Docking is a widely used computational method to predict the likelihood of meaningful complementarity between small molecule compounds and protein targets [8, 9]. Despite major advances in algorithms and hardware, the quality of discrimination available within current docking programs remains sub-optimal [10]. When we combine thousands of proteins with tens of thousands of ligands, the task becomes computationally challenging. To surmount this obstacle, efforts have been made to combine docking programs to derive consensus scores.

A major advance in VS began with the implementation of screening combining inputs from multiple VS platforms, a methodology popularly known as “consensus scoring” (CS) [11, 12]. Trial-and-error implementations of consensus CS generates superior ligand–protein matching when compared to individual VS [11,12,13]. Initially conceptualized by Charifson [14], consensus scoring algorithms have been employed in both structure-based and ligand-based virtual screening [15, 16] and are now becoming the norm [17], making contributions to the identification of drug candidates for Ebola [18] and Zika [19]. Recently, Scardino et al [20] have employed a new consensus method that uses ranking and pose of the docked ligands to ensure more robust virtual screening. A key advantage of consensus scoring over individual VS is its ability to reduce false positives and negatives in virtual screening [14], thereby optimizing the time and resources required.

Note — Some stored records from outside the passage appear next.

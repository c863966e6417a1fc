//! Drive Movement Classification
//!
//! Pure decision logic: given what the drive says about itself (its identity
//! stamp and serial), where it is, and what the configuration tables know, the
//! classifier derives where the drive came from and what its presence in this
//! slot means. No IO happens here; the worker gathers the inputs and the
//! dispatcher acts on the output, so every movement scenario is directly
//! testable.

use crate::config::ReconcilerConfig;
use crate::identity::stamp::StampRead;
use crate::topology::tables::{ConfigSnapshot, LogicalDriveRecord};
use crate::topology::types::{DriveLocation, SerialNumber, SystemDescriptor};
use serde::{Deserialize, Serialize};
use tracing::warn;

// =============================================================================
// Derived Types
// =============================================================================

/// Class of the slot a drive was found in
#[derive(Debug, Clone, Copy, PartialEq, Eq, Serialize, Deserialize)]
pub enum SlotType {
    /// One of the reserved slots backing the system logical drives
    System,
    /// Any other slot
    User,
}

impl SlotType {
    pub fn of(location: DriveLocation, config: &ReconcilerConfig) -> Self {
        if location.is_system_slot(config.system_slot_count) {
            SlotType::System
        } else {
            SlotType::User
        }
    }
}

/// Where the drive originally came from, derived from its stamp and the tables
#[derive(Debug, Clone, Copy, PartialEq, Eq, Serialize, Deserialize)]
pub enum DriveOriginalType {
    /// Never stamped, or stamped by us but unknown to the tables
    New,
    /// Stamped by a different array, in that array's system-slot range
    OtherArraySystem,
    /// Stamped by a different array, in a user slot
    OtherArrayUser,
    /// One of this array's own system drives
    CurrentArraySystem,
    /// A user drive of this array, consumed by a RAID group
    CurrentArrayUserBound,
    /// A user drive of this array, not consumed by anything
    CurrentArrayUserUnbound,
}

/// The movement scenario a drive's presence represents
#[derive(Debug, Clone, Copy, PartialEq, Eq, Serialize, Deserialize)]
pub enum DriveMovement {
    NewDriveToUserSlot,
    NewDriveToSystemSlot,
    ForeignUserToUserSlot,
    ForeignUserToSystemSlot,
    ForeignSystemToUserSlot,
    ForeignSystemToSystemSlot,
    UnboundUserToUserSlot,
    UnboundUserToSystemSlot,
    BoundUserToUserSlot,
    BoundUserToSystemSlot,
    /// System drive back in the slot it belongs to
    SystemToOriginalSlot,
    SystemToUserSlot,
    SystemToAnotherSystemSlot,
}

/// Full classification result the dispatcher acts on
#[derive(Debug, Clone, PartialEq, Eq)]
pub struct ClassifiedDrive {
    pub movement: DriveMovement,
    pub original_type: DriveOriginalType,
    /// Matching configuration record, when the tables know this drive
    pub record: Option<LogicalDriveRecord>,
    /// The slot the drive actually belongs in, for wrong-slot rejections
    pub correct_slot: Option<DriveLocation>,
    /// Seed of the provisioning array, when it is not this one
    pub foreign_wwn_seed: Option<u64>,
}

// =============================================================================
// Classification
// =============================================================================

/// Derive the movement scenario for a drive.
///
/// Pure with respect to its inputs; `snapshot` is a consistent read-side view
/// of the configuration tables.
pub fn classify(
    stamp: &StampRead,
    serial: &SerialNumber,
    location: DriveLocation,
    descriptor: &SystemDescriptor,
    snapshot: &dyn ConfigSnapshot,
    config: &ReconcilerConfig,
) -> ClassifiedDrive {
    let slot_type = SlotType::of(location, config);

    // An unstamped or unreadable-content stamp means the drive carries no
    // provenance we can trust. It is new to us regardless of its history.
    let stamp = match stamp {
        StampRead::Valid(s) => s,
        StampRead::Uninitialized | StampRead::Invalid => {
            return resolved(DriveOriginalType::New, slot_type, None, None, None);
        }
    };

    if !stamp.belongs_to(descriptor.array_wwn_seed) {
        let original_type = if stamp.location.is_system_slot(config.system_slot_count) {
            DriveOriginalType::OtherArraySystem
        } else {
            DriveOriginalType::OtherArrayUser
        };
        return resolved(original_type, slot_type, None, None, Some(stamp.array_wwn_seed));
    }

    // Our own stamp. A serial in the system descriptor marks a system drive
    // unless the tables already track that serial as a plain user drive,
    // which happens after a forced demotion.
    let record = snapshot.lookup_by_serial(serial);
    if descriptor.is_system_serial(serial) {
        let demoted = record
            .as_ref()
            .map(|r| !config.is_system_logical_id(r.id))
            .unwrap_or(false);
        if !demoted {
            let original_slot = descriptor.original_slot_for(serial);
            return classify_own_system(slot_type, location, original_slot, None);
        }
    }

    match record {
        Some(record) => {
            if config.is_system_logical_id(record.id) {
                // The descriptor does not know this serial but a reserved
                // logical id does. Trust the tables over the descriptor and
                // treat the drive as a system drive.
                warn!(
                    serial = %serial,
                    logical = %record.id,
                    "serial maps to a reserved logical drive but is absent from the system descriptor"
                );
                let original_slot = Some(record.location.slot);
                return classify_own_system(slot_type, location, original_slot, Some(record));
            }
            let original_type = if snapshot.is_consumed_by_raid_group(record.id) {
                DriveOriginalType::CurrentArrayUserBound
            } else {
                DriveOriginalType::CurrentArrayUserUnbound
            };
            let correct_slot = match (original_type, slot_type) {
                // A bound user drive in a system slot belongs back where it
                // was provisioned
                (DriveOriginalType::CurrentArrayUserBound, SlotType::System) => {
                    Some(stamp.location)
                }
                _ => None,
            };
            resolved(original_type, slot_type, Some(record), correct_slot, None)
        }
        // Stamped by us but the tables have no trace of it; the record was
        // destroyed while the drive was away. Start over.
        None => resolved(DriveOriginalType::New, slot_type, None, None, None),
    }
}

fn classify_own_system(
    slot_type: SlotType,
    location: DriveLocation,
    original_slot: Option<u32>,
    record: Option<LogicalDriveRecord>,
) -> ClassifiedDrive {
    let correct_slot = original_slot.map(|slot| DriveLocation::new(0, 0, slot));
    let movement = match slot_type {
        SlotType::User => DriveMovement::SystemToUserSlot,
        SlotType::System => match original_slot {
            Some(slot) if slot == location.slot => DriveMovement::SystemToOriginalSlot,
            _ => DriveMovement::SystemToAnotherSystemSlot,
        },
    };
    ClassifiedDrive {
        movement,
        original_type: DriveOriginalType::CurrentArraySystem,
        record,
        correct_slot,
        foreign_wwn_seed: None,
    }
}

fn resolved(
    original_type: DriveOriginalType,
    slot_type: SlotType,
    record: Option<LogicalDriveRecord>,
    correct_slot: Option<DriveLocation>,
    foreign_wwn_seed: Option<u64>,
) -> ClassifiedDrive {
    let movement = match (original_type, slot_type) {
        (DriveOriginalType::New, SlotType::User) => DriveMovement::NewDriveToUserSlot,
        (DriveOriginalType::New, SlotType::System) => DriveMovement::NewDriveToSystemSlot,
        (DriveOriginalType::OtherArrayUser, SlotType::User) => DriveMovement::ForeignUserToUserSlot,
        (DriveOriginalType::OtherArrayUser, SlotType::System) => {
            DriveMovement::ForeignUserToSystemSlot
        }
        (DriveOriginalType::OtherArraySystem, SlotType::User) => {
            DriveMovement::ForeignSystemToUserSlot
        }
        (DriveOriginalType::OtherArraySystem, SlotType::System) => {
            DriveMovement::ForeignSystemToSystemSlot
        }
        (DriveOriginalType::CurrentArrayUserUnbound, SlotType::User) => {
            DriveMovement::UnboundUserToUserSlot
        }
        (DriveOriginalType::CurrentArrayUserUnbound, SlotType::System) => {
            DriveMovement::UnboundUserToSystemSlot
        }
        (DriveOriginalType::CurrentArrayUserBound, SlotType::User) => {
            DriveMovement::BoundUserToUserSlot
        }
        (DriveOriginalType::CurrentArrayUserBound, SlotType::System) => {
            DriveMovement::BoundUserToSystemSlot
        }
        // Own system drives take the dedicated path above
        (DriveOriginalType::CurrentArraySystem, _) => unreachable!(),
    };
    ClassifiedDrive {
        movement,
        original_type,
        record,
        correct_slot,
        foreign_wwn_seed,
    }
}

Consensus scoring protocols rely on established statistical (e.g. skewness-kurtosis, regression) measures [11, 12], complemented by machine learning [21,22,23]. The prerequisite for statistical consensus scores is a homologous set of initial scores. For instance, the docking scores can be uniformly generated [13] or rescored with the same docking engine [14]. For heterogeneous docking scores spanning a range of docking programs with varying units and ranges, the individual scores are first normalized using either rank transform [11, 12], minimum–maximum scaling [15] or z-score scaling [24] before the combination, which can contribute to data loss.

The present study makes use of a different normalization procedure that ensures convergence without data loss by using a three-tier approach. Tier 1 involves docking data from the enhanced DUD-E repository (http://dude.docking.org/) (1000 ligands docked against 29 MRSA-oriented targets) using ten popular and easily accessible (open access) docking programs: ADFR, DOCK6, Gemdock, Ledock, PLANTS, PSOV-ina, QuickVina2, Smina, Autodock Vina and VinaXB. The choice is governed by reported individual success rates, e.g. DOCK6 at 73.3% [25], Autodock Vina at 80% [26], Gemdock at 79% [27], ADFR at 74% [28], Ledock at 75% [29], PLANTS at 72% [30], PSOVina 63% [31], QuickVina2 63% [32], Smina more than 90% [33] and VinaXB 46% [34]. The docking programs were randomly chosen focusing only on the need to use an open-sourced architecture that could be utilized on a terminal-based (that is, without a Graphical User Interface) Linux/Unix frontend, a requirement of the Midlands Supercomputing Cluster (now named SULIS) that we used for computations. Tier 2 combines data from all 10 scores using statistical (linear and nonlinear) models belonging to four universality classes. Tier 3 normalizes VS data from Tier 2 through a novel calibration of the individual best score (Smina in our case) against the respective probability density functions (PDF). Since PDF data is non-dimensional, normalization is guaranteed and is without meaningful information loss.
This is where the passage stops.